Morando com o inimigo

Sabe-se que cerca de dois terços dos agressores são parentes – 40% das queixas são contra filhos, netos ou cônjuges e outros 7% referem-se a outros parentes – mas muitos idosos ainda têm medo de prestar queixa da violência doméstica. “Eles temem que os parentes que os maltratam possam sofrer retaliações, tanto por parte das autoridades legais como dos traficantes da área”, diz Edinilsa.

A maioria dos idosos é independente para exercer atividades do dia-a-dia. Grande parte da renda das famílias vem da sua aposentadoria ou pensão. Eles reclamam da relação com as gerações mais novas. “A queixa é de falta de respeito dos jovens em relação a eles”, afirma Edinilsa.

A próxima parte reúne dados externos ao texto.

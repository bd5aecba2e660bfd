//! Runtime configuration.
//!
//! # Responsibility
//! - Provide defaults for storage location, storage key, refresh cadence and
//!   log level.
//! - Apply `TASKLIST_*` environment overrides.
//!
//! # Invariants
//! - Invalid overrides fall back to defaults with a warning; never an error.

use crate::logging::{init_logging_at, LogLevel};
use crate::repo::item_store::DEFAULT_STORAGE_KEY;
use crate::schedule::refresh::DEFAULT_REFRESH_INTERVAL_SECS;
use chrono::Duration;
use log::warn;
use std::path::PathBuf;

pub const ENV_DB_PATH: &str = "TASKLIST_DB_PATH";
pub const ENV_STORAGE_KEY: &str = "TASKLIST_STORAGE_KEY";
pub const ENV_REFRESH_SECS: &str = "TASKLIST_REFRESH_SECS";
pub const ENV_LOG_LEVEL: &str = "TASKLIST_LOG_LEVEL";

const DEFAULT_DB_FILE_NAME: &str = "tasklist.sqlite3";

/// Settings shared by embedders of the core.
#[derive(Debug, Clone, PartialEq, Eq)]
pub struct CoreConfig {
    pub db_path: PathBuf,
    pub storage_key: String,
    pub refresh_interval: Duration,
    pub log_level: LogLevel,
}

impl Default for CoreConfig {
    fn default() -> Self {
        Self {
            db_path: std::env::temp_dir().join(DEFAULT_DB_FILE_NAME),
            storage_key: DEFAULT_STORAGE_KEY.to_string(),
            refresh_interval: Duration::seconds(DEFAULT_REFRESH_INTERVAL_SECS),
            log_level: LogLevel::build_default(),
        }
    }
}

impl CoreConfig {
    /// Defaults overlaid with process environment overrides.
    pub fn from_env() -> Self {
        Self::from_lookup(|name| std::env::var(name).ok())
    }

    /// Defaults overlaid with values from `lookup`.
    pub fn from_lookup(lookup: impl Fn(&str) -> Option<String>) -> Self {
        let mut config = Self::default();
        let read = |name: &str| {
            lookup(name)
                .map(|raw| raw.trim().to_string())
                .filter(|value| !value.is_empty())
        };

        if let Some(path) = read(ENV_DB_PATH) {
            config.db_path = PathBuf::from(path);
        }
        if let Some(key) = read(ENV_STORAGE_KEY) {
            config.storage_key = key;
        }
        if let Some(raw) = read(ENV_REFRESH_SECS) {
            let interval = raw
                .parse::<i64>()
                .ok()
                .filter(|secs| *secs > 0)
                .and_then(Duration::try_seconds);
            match interval {
                Some(interval) => config.refresh_interval = interval,
                None => warn!(
                    "event=config_load module=config status=fallback key={ENV_REFRESH_SECS} reason=invalid_value"
                ),
            }
        }
        if let Some(raw) = read(ENV_LOG_LEVEL) {
            match raw.parse::<LogLevel>() {
                Ok(level) => config.log_level = level,
                Err(_) => warn!(
                    "event=config_load module=config status=fallback key={ENV_LOG_LEVEL} reason=invalid_value"
                ),
            }
        }
        config
    }

    /// Starts core logging in `log_dir` at the configured level.
    ///
    /// # Errors
    /// - Same as [`crate::logging::init_logging`].
    pub fn init_logging(&self, log_dir: &str) -> Result<(), String> {
        init_logging_at(self.log_level, log_dir)
    }
}
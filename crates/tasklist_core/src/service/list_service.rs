//! Ordered list model.
//!
//! # Responsibility
//! - Own the in-memory item collection and its order.
//! - Be the only writer of persisted list state.
//! - Provide filtered views and derived counters.
//!
//! # Invariants
//! - Item ids are pairwise distinct and strictly increasing at creation
//!   until an id of `i64::MAX` exists; after that the highest unused id is
//!   handed out.
//! - Every mutation is persisted before it becomes visible in memory; a
//!   failed save leaves both memory and store unchanged.
//! - Item text is never logged.

use crate::model::filter::FilterMode;
use crate::model::item::{Item, ItemId};
use crate::repo::item_store::{ItemStore, StoreError};
use crate::schedule::clock::{Clock, SystemClock};
use crate::schedule::time_status::{format_remaining, remaining, time_status, TimeStatus};
use crate::service::reorder::{MoveRequest, VisualOrder};
use chrono::{DateTime, Duration, Utc};
use log::{error, info, warn};
use std::collections::HashSet;
use std::error::Error;
use std::fmt::{Display, Formatter};

pub type ListResult<T> = Result<T, ListError>;

/// Errors from list mutations.
#[derive(Debug)]
pub enum ListError {
    /// Store write failed; the mutation was not applied.
    Store(StoreError),
}

impl Display for ListError {
    fn fmt(&self, f: &mut Formatter<'_>) -> std::fmt::Result {
        match self {
            Self::Store(err) => write!(f, "list change not saved: {err}"),
        }
    }
}

impl Error for ListError {
    fn source(&self) -> Option<&(dyn Error + 'static)> {
        match self {
            Self::Store(err) => Some(err),
        }
    }
}

impl From<StoreError> for ListError {
    fn from(value: StoreError) -> Self {
        Self::Store(value)
    }
}

/// Time evaluation for one item carrying a due date.
#[derive(Debug, Clone, PartialEq, Eq)]
pub struct ItemTimeStatus {
    pub id: ItemId,
    pub completed: bool,
    pub due_date: DateTime<Utc>,
    pub status: TimeStatus,
    pub remaining: Duration,
    /// Compact remaining label; `None` when overdue.
    pub remaining_label: Option<String>,
}

/// Lazy read-only view over the list for one filter mode.
///
/// Does not copy items. A clone keeps the current position; use
/// [`FilteredView::restart`] to walk the view again from the start.
#[derive(Debug, Clone)]
pub struct FilteredView<'a> {
    items: &'a [Item],
    mode: FilterMode,
    cursor: usize,
}

impl<'a> FilteredView<'a> {
    fn new(items: &'a [Item], mode: FilterMode) -> Self {
        Self {
            items,
            mode,
            cursor: 0,
        }
    }

    pub fn mode(&self) -> FilterMode {
        self.mode
    }

    /// Returns a fresh view positioned at the first item.
    pub fn restart(&self) -> Self {
        Self::new(self.items, self.mode)
    }

    pub fn ids(self) -> impl Iterator<Item = ItemId> + 'a {
        self.map(|item| item.id)
    }
}

impl<'a> Iterator for FilteredView<'a> {
    type Item = &'a Item;

    fn next(&mut self) -> Option<Self::Item> {
        while let Some(item) = self.items.get(self.cursor) {
            self.cursor += 1;
            if self.mode.matches(item) {
                return Some(item);
            }
        }
        None
    }

    fn size_hint(&self) -> (usize, Option<usize>) {
        (0, Some(self.items.len().saturating_sub(self.cursor)))
    }
}

/// Ordered item collection bound to a store and a clock.
pub struct TaskList<S: ItemStore, C: Clock = SystemClock> {
    items: Vec<Item>,
    store: S,
    clock: C,
    last_id: ItemId,
}

impl<S: ItemStore> TaskList<S, SystemClock> {
    /// Opens the list from `store` using the wall clock.
    pub fn open(store: S) -> Self {
        Self::open_with_clock(store, SystemClock)
    }
}

impl<S: ItemStore, C: Clock> TaskList<S, C> {
    /// Opens the list from `store` and loads the persisted collection.
    pub fn open_with_clock(store: S, clock: C) -> Self {
        let mut list = Self {
            items: Vec::new(),
            store,
            clock,
            last_id: 0,
        };
        list.load();
        list
    }

    /// Replaces memory with the persisted collection.
    ///
    /// Missing or corrupt storage yields an empty list; never fails.
    pub fn load(&mut self) {
        self.items = self.store.load();
        self.last_id = self.items.iter().map(|item| item.id).max().unwrap_or(0);
        info!(
            "event=list_load module=service status=ok count={}",
            self.items.len()
        );
    }

    pub fn items(&self) -> &[Item] {
        &self.items
    }

    pub fn len(&self) -> usize {
        self.items.len()
    }

    pub fn is_empty(&self) -> bool {
        self.items.is_empty()
    }

    pub fn get(&self, id: ItemId) -> Option<&Item> {
        self.items.iter().find(|item| item.id == id)
    }

    pub fn position(&self, id: ItemId) -> Option<usize> {
        self.items.iter().position(|item| item.id == id)
    }

    pub fn store(&self) -> &S {
        &self.store
    }

    pub fn store_mut(&mut self) -> &mut S {
        &mut self.store
    }

    pub fn now(&self) -> DateTime<Utc> {
        self.clock.now()
    }

    /// Appends a new active item.
    ///
    /// Returns `Ok(None)` without touching storage when `text` is blank.
    pub fn add(
        &mut self,
        text: &str,
        due_date: Option<DateTime<Utc>>,
    ) -> ListResult<Option<ItemId>> {
        let id = self.next_id();
        let item = match Item::new(id, text, due_date) {
            Ok(item) => item,
            Err(_) => {
                info!("event=item_add module=service status=skipped reason=blank_text");
                return Ok(None);
            }
        };

        let mut candidate = self.items.clone();
        candidate.push(item);
        self.commit(candidate, "item_add")?;
        self.last_id = self.last_id.max(id);
        Ok(Some(id))
    }

    /// Flips `completed`; returns the new value, or `None` for unknown ids.
    pub fn toggle_completed(&mut self, id: ItemId) -> ListResult<Option<bool>> {
        let Some(index) = self.position(id) else {
            return Ok(None);
        };
        let mut candidate = self.items.clone();
        candidate[index].completed = !candidate[index].completed;
        let completed = candidate[index].completed;
        self.commit(candidate, "item_toggle")?;
        Ok(Some(completed))
    }

    /// Sets `completed` explicitly; returns whether anything changed.
    pub fn set_completed(&mut self, id: ItemId, completed: bool) -> ListResult<bool> {
        match self.get(id) {
            Some(item) if item.completed != completed => {
                self.toggle_completed(id).map(|value| value.is_some())
            }
            _ => Ok(false),
        }
    }

    /// Deletes one item; returns whether it existed.
    pub fn remove(&mut self, id: ItemId) -> ListResult<bool> {
        let Some(index) = self.position(id) else {
            return Ok(false);
        };
        let mut candidate = self.items.clone();
        candidate.remove(index);
        self.commit(candidate, "item_remove")?;
        Ok(true)
    }

    /// Removes every completed item in one write; returns how many went.
    pub fn clear_completed(&mut self) -> ListResult<usize> {
        let candidate: Vec<Item> = self
            .items
            .iter()
            .filter(|item| item.is_active())
            .cloned()
            .collect();
        let removed = self.items.len() - candidate.len();
        if removed == 0 {
            return Ok(0);
        }
        self.commit(candidate, "clear_completed")?;
        Ok(removed)
    }

    /// Moves `id` to `target_index`, clamped to the last slot.
    ///
    /// Remove-then-insert: the item is taken out first and reinserted at the
    /// target index of the shortened sequence. Returns whether order changed.
    pub fn move_to(&mut self, id: ItemId, target_index: usize) -> ListResult<bool> {
        let Some(from) = self.position(id) else {
            return Ok(false);
        };
        let to = target_index.min(self.items.len() - 1);
        if from == to {
            return Ok(false);
        }

        let mut candidate = self.items.clone();
        let item = candidate.remove(from);
        candidate.insert(to, item);
        self.commit(candidate, "item_move")?;
        Ok(true)
    }

    /// Applies a move resolved by the reorder coordinator.
    pub fn apply_move(&mut self, request: MoveRequest) -> ListResult<bool> {
        self.move_to(request.id, request.target_index)
    }

    pub fn filtered_view(&self, mode: FilterMode) -> FilteredView<'_> {
        FilteredView::new(&self.items, mode)
    }

    pub fn active_count(&self) -> usize {
        self.items.iter().filter(|item| item.is_active()).count()
    }

    pub fn completed_count(&self) -> usize {
        self.items.len() - self.active_count()
    }

    /// `round(100 * completed / total)`, halves rounding up; 0 when empty.
    pub fn progress_percent(&self) -> u8 {
        let total = self.items.len();
        if total == 0 {
            return 0;
        }
        let completed = self.completed_count();
        ((200 * completed + total) / (2 * total)) as u8
    }

    /// Evaluates due status for every item that has a due date.
    pub fn time_statuses(&self, now: DateTime<Utc>) -> Vec<ItemTimeStatus> {
        self.items
            .iter()
            .filter_map(|item| {
                let due_date = item.due_date?;
                let left = remaining(due_date, now);
                Some(ItemTimeStatus {
                    id: item.id,
                    completed: item.completed,
                    due_date,
                    status: time_status(due_date, now),
                    remaining: left,
                    remaining_label: format_remaining(left),
                })
            })
            .collect()
    }

    fn next_id(&self) -> ItemId {
        let now_ms = self.clock.now().timestamp_millis();
        match self.last_id.checked_add(1) {
            Some(next) => now_ms.max(next),
            None => self.highest_free_id(),
        }
    }

    fn highest_free_id(&self) -> ItemId {
        warn!("event=item_add module=service status=fallback reason=id_space_exhausted");
        let taken: HashSet<ItemId> = self.items.iter().map(|item| item.id).collect();
        (0..ItemId::MAX)
            .rev()
            .find(|id| !taken.contains(id))
            .unwrap_or(0)
    }

    fn commit(&mut self, candidate: Vec<Item>, event: &'static str) -> ListResult<()> {
        if let Err(err) = self.store.save(&candidate) {
            error!(
                "event={event} module=service status=error error_code=store_save_failed error={err}"
            );
            return Err(err.into());
        }
        self.items = candidate;
        info!(
            "event={event} module=service status=ok count={}",
            self.items.len()
        );
        Ok(())
    }
}

impl<S: ItemStore, C: Clock> VisualOrder for TaskList<S, C> {
    fn index_of(&self, id: ItemId) -> Option<usize> {
        self.position(id)
    }
}
//! Time-based derived state for due items.
//!
//! # Responsibility
//! - Classify due timestamps against a clock reading.
//! - Decide when the passive periodic refresh should run.
//!
//! # Invariants
//! - Nothing here mutates the list; all functions are pure or read-only.

pub mod clock;
pub mod refresh;
pub mod time_status;
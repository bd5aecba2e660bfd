//! Clock abstraction for "now".

use chrono::{DateTime, Duration, Utc};
use std::cell::Cell;

/// Source of the current instant.
pub trait Clock {
    fn now(&self) -> DateTime<Utc>;
}

/// Wall clock.
#[derive(Debug, Clone, Copy, Default)]
pub struct SystemClock;

impl Clock for SystemClock {
    fn now(&self) -> DateTime<Utc> {
        Utc::now()
    }
}

/// Manually driven clock for deterministic callers and tests.
#[derive(Debug, Clone)]
pub struct FixedClock {
    now: Cell<DateTime<Utc>>,
}

impl FixedClock {
    pub fn new(now: DateTime<Utc>) -> Self {
        Self {
            now: Cell::new(now),
        }
    }

    pub fn set(&self, now: DateTime<Utc>) {
        self.now.set(now);
    }

    pub fn advance(&self, by: Duration) {
        self.now.set(self.now.get() + by);
    }
}

impl Clock for FixedClock {
    fn now(&self) -> DateTime<Utc> {
        self.now.get()
    }
}

impl<C: Clock + ?Sized> Clock for &C {
    fn now(&self) -> DateTime<Utc> {
        (**self).now()
    }
}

Apenas 25% dos idosos brasileiros ganham três salários mínimos ou mais. Ou seja, 75% deles são pobres ou miseráveis e moram com famílias igualmente pobres. Alguns deles não têm documentos como carteira de identidade, título de eleitor e certidão de nascimento, mesmo tendo mais de 60 anos. A escolaridade dos idosos de Manguinhos é muito baixa, com alto índice de analfabetismo. “A ausência de direitos é, em si, uma violência. A violência não se resume a ações violentas praticadas contra os idosos. Ela também está presente na impossibilidade de o idoso buscar seus direitos”, diz Edinilsa.

Cliente preferencial?

As queixas mais comuns por parte dos idosos foram em relação a serviços como transporte – a gratuidade a que têm direito nem sempre é respeitada – e saúde. Os entrevistados foram convidados a dar notas para várias instituições públicas e as piores notas foram obtidas pela classe política e pela polícia. A Fiocruz, por outro lado, é reconhecida como uma instituição presente e eficaz.

As leis de proteção ao idoso existem – estão na Constituição e no Estatuto do Idoso –, mas prevêem uma série de diretrizes que não são cumpridas. Direitos garantidos por lei, como gratuidade nos transportes e prioridade no atendimento à saúde, nem sempre ocorrem na prática. Muitas vezes, a reivindicação desses direitos resulta em constrangimento e humilhação.

Se não forem tomadas providências, a situação tende a piorar. De 1991 a 2000, a população brasileira com mais de 60 anos aumentou 35%, enquanto a população mais jovem cresceu apenas 14%. “Não só os transportes e os serviços de saúde, mas também outros setores da sociedade, terão que sofrer mudanças para acolher o número crescente de idosos. É necessário se adaptar à realidade – a população está envelhecendo”.